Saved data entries
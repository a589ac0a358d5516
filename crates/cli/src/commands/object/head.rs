//! object head - Show object headers
//!
//! Prints the system header and user attributes; `--full-headers` also
//! includes extended headers such as tokens, hashes and signatures.

use clap::Args;
use comfy_table::{Table, presets};
use serde::Serialize;

use ocli_core::{Header, ObjectHeader};

use super::AddressArgs;
use crate::commands::Context;
use crate::exit_code::ExitCode;

/// Show object headers
#[derive(Args, Debug)]
pub struct HeadArgs {
    #[command(flatten)]
    pub address: AddressArgs,

    /// Request all extended headers, not only user attributes
    #[arg(long)]
    pub full_headers: bool,
}

#[derive(Debug, Serialize)]
struct UserAttribute {
    key: String,
    value: String,
}

#[derive(Debug, Serialize)]
struct HeadOutput {
    container: String,
    object: String,
    owner: String,
    size_bytes: u64,
    size_human: String,
    version: u64,
    #[serde(skip_serializing_if = "Option::is_none")]
    created: Option<String>,
    created_epoch: u64,
    tombstone: bool,
    attributes: Vec<UserAttribute>,
    #[serde(skip_serializing_if = "Option::is_none")]
    headers: Option<Vec<Header>>,
}

impl HeadOutput {
    fn new(header: ObjectHeader, full_headers: bool) -> Self {
        let system = &header.system;
        let created = jiff::Timestamp::from_second(system.created_at.unix_time)
            .ok()
            .filter(|_| system.created_at.unix_time > 0)
            .map(|t| t.strftime("%Y-%m-%d %H:%M:%S").to_string());

        Self {
            container: system.container.to_string(),
            object: system.id.to_string(),
            owner: system.owner.to_string(),
            size_bytes: system.payload_length,
            size_human: humansize::format_size(system.payload_length, humansize::BINARY),
            version: system.version,
            created,
            created_epoch: system.created_at.epoch,
            tombstone: header.is_tombstone(),
            attributes: header
                .user_headers()
                .map(|(key, value)| UserAttribute {
                    key: key.to_string(),
                    value: value.to_string(),
                })
                .collect(),
            headers: full_headers.then(|| {
                header
                    .headers
                    .iter()
                    .filter(|h| !matches!(h, Header::User { .. }))
                    .cloned()
                    .collect()
            }),
        }
    }

    fn table(&self) -> Table {
        let mut table = Table::new();
        table.load_preset(presets::NOTHING);
        table.add_row(vec!["Container", self.container.as_str()]);
        table.add_row(vec!["Object", self.object.as_str()]);
        table.add_row(vec!["Owner", self.owner.as_str()]);
        table.add_row(vec![
            "Size".to_string(),
            format!("{} ({} bytes)", self.size_human, self.size_bytes),
        ]);
        table.add_row(vec!["Version".to_string(), self.version.to_string()]);
        if let Some(created) = &self.created {
            table.add_row(vec![
                "Created".to_string(),
                format!("{created} (epoch {})", self.created_epoch),
            ]);
        }
        if self.tombstone {
            table.add_row(vec!["Tombstone", "yes"]);
        }
        for attr in &self.attributes {
            table.add_row(vec![attr.key.as_str(), attr.value.as_str()]);
        }
        for header in self.headers.iter().flatten() {
            table.add_row(vec!["Header".to_string(), header.to_string()]);
        }
        table
    }
}

/// Execute the head command
pub async fn execute(args: HeadArgs, ctx: &Context) -> ExitCode {
    let formatter = ctx.formatter();

    let (client, address) = match super::prepare(ctx, &formatter, &args.address).await {
        Ok(p) => p,
        Err(code) => return code,
    };

    let header = match client
        .head(&address, args.full_headers, &ctx.cancel)
        .await
    {
        Ok(h) => h,
        Err(e) => return crate::commands::fail(&formatter, "Failed to fetch header", &e),
    };

    let output = HeadOutput::new(header, args.full_headers);
    if formatter.is_json() {
        formatter.json(&output);
    } else {
        formatter.println(&output.table().to_string());
    }
    ExitCode::Success
}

Description of the task: Go through the entries and return each line where the word "super" occurs.

Result for this exercise:
use super::AddressArgs;
    let (client, address) = match super::prepare(ctx, &formatter, &args.address).await {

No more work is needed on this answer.